My conclusion is this: one aspect of the WS-* approach that should not be carried over to the REST world is the emphasis on XML infosets.


Anonymous said...

I've known Peter for years, and his anti-XML rant is a little off; XML c14n works just fine, for example. :)

You are correct that bytes, not infosets, are the way to go -- even in the WS-* world it all comes down to utf8 xml serialization. Last I checked, you can't feed an infoset into SHA1...
-rich $alz

Hal Lockhart said...

The W3C is interested in correcting problems and making improvements to XML Signature and XML Encryption. As a first step a Public Workshop was held on September 25-26. It was open to the general public, not just W3C members. The program, including links to all the presentations and papers is here:

(The Workshop report will be published soon.)

It is too bad you guys did not participate. (Rich, I know IBM was there, but I don't think your opinions were represented.)

First note that I have also dealt with Peter for many years, but I agree with Rich that he is off base on this one. He claims there is no way to implement XML Signature using existing crypto libraries. This is just a plain factual error. Dozens of such implementations exist, work fine and interop with each other.

It is true you can not do C14N without being aware of XML, but once you have computed the canonical form, the rest of the processing operates directly on the bytes, just like any other signature.

Ok, so if you believe XML is bad and should never be used for anything, I will not argue with you. Perhaps we should get rid of HTML as well since it is essentially a degenerate form of XML. Probably you would be much happier using ASN.1 or something. ;)

However back in the real world where people want to use XML, we security folks have to do something about supporting it. It does no good to simply say that certain requirements are difficult to meet, therefore we will pretend they are not requirements.

In anything but the most simple applications, message contents including html and xml will be assembled using multiple independent software components. This components will almost inevitably use toolkits which make chances to the text which have no semantic significance. Unless you are willing to accept a high frequency of spurious validation errors, some form of C14N is required.

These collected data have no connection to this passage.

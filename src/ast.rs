use crate::span::{Span, Spanned};

/// A parsed source file: function definitions plus any bare top-level
/// expressions (collected into an implicit `main` during IR generation).
#[derive(Clone, Debug)]
pub struct Module {
    pub items: Vec<Item>,
}

#[derive(Clone, Debug)]
pub enum Item {
    Defun(Function),
    Expr(Spanned<Expr>),
}

/// `(defun name (params...) body...)`
#[derive(Clone, Debug)]
pub struct Function {
    pub name: Spanned<String>,
    pub params: Vec<Spanned<String>>,
    pub body: Vec<Spanned<Expr>>,
}

/// Expressions. Everything in the language is an expression, including `if`.
#[derive(Clone, Debug)]
pub enum Expr {
    Number(Number),
    Str(String),
    Variable(String),
    Binary {
        op: BinOp,
        lhs: Box<Spanned<Expr>>,
        rhs: Box<Spanned<Expr>>,
    },
    Call {
        callee: Spanned<String>,
        args: Vec<Spanned<Expr>>,
    },
    Print(Box<Spanned<Expr>>),
    If {
        cond: Box<Spanned<Expr>>,
        then_expr: Box<Spanned<Expr>>,
        else_expr: Box<Spanned<Expr>>,
    },
    Return(Box<Spanned<Expr>>),
}

/// Numeric literal: integer if the atom has no decimal point, float otherwise.
#[derive(Clone, Copy, Debug, PartialEq)]
pub enum Number {
    Int(i64),
    Float(f64),
}

#[derive(Clone, Copy, Debug, PartialEq, Eq)]
pub enum BinOp {
    Add, // +
    Sub, // -
    Mul, // *
    Le,  // <=
}

impl BinOp {
    pub fn from_atom(text: &str) -> Option<Self> {
        match text {
            "+" => Some(BinOp::Add),
            "-" => Some(BinOp::Sub),
            "*" => Some(BinOp::Mul),
            "<=" => Some(BinOp::Le),
            _ => None,
        }
    }

    pub fn as_str(&self) -> &'static str {
        match self {
            BinOp::Add => "+",
            BinOp::Sub => "-",
            BinOp::Mul => "*",
            BinOp::Le => "<=",
        }
    }
}

impl Module {
    /// Span of the first bare top-level expression, if any.
    pub fn first_bare_expr_span(&self) -> Option<Span> {
        self.items.iter().find_map(|item| match item {
            Item::Expr(e) => Some(e.span),
            Item::Defun(_) => None,
        })
    }
}

#[cfg(test)]
mod tests {
    use super::*;

    #[test]
    fn test_binop_from_atom() {
        assert_eq!(BinOp::from_atom("+"), Some(BinOp::Add));
        assert_eq!(BinOp::from_atom("-"), Some(BinOp::Sub));
        assert_eq!(BinOp::from_atom("*"), Some(BinOp::Mul));
        assert_eq!(BinOp::from_atom("<="), Some(BinOp::Le));
        assert_eq!(BinOp::from_atom("<"), None);
        assert_eq!(BinOp::from_atom("defun"), None);
    }

    #[test]
    fn test_binop_roundtrip() {
        for op in [BinOp::Add, BinOp::Sub, BinOp::Mul, BinOp::Le] {
            assert_eq!(BinOp::from_atom(op.as_str()), Some(op));
        }
    }
}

However, you are completely wrong about XML Signature only signing xml and not building upon existing signature mechanisms. Signatures can be over any combination of xml and non-xml objects and there is even the optimization that if a hash has already been computed over something else, it is not necessary to recompute it. This is even true if the original hash was a different algorithm than the one used for the signature.

There is a lot more I could say. (For example, have you looked at the SWA profile of WS-Security?) but I will simply urge you and anyone else interested in this subject to get involved in the W3C work which will likely start in a few months.

Hal Lockhart

James Clark said...

Just for the record, I didn't say I agreed with everything Peter wrote. I said that I found his piece was "thought-provoking".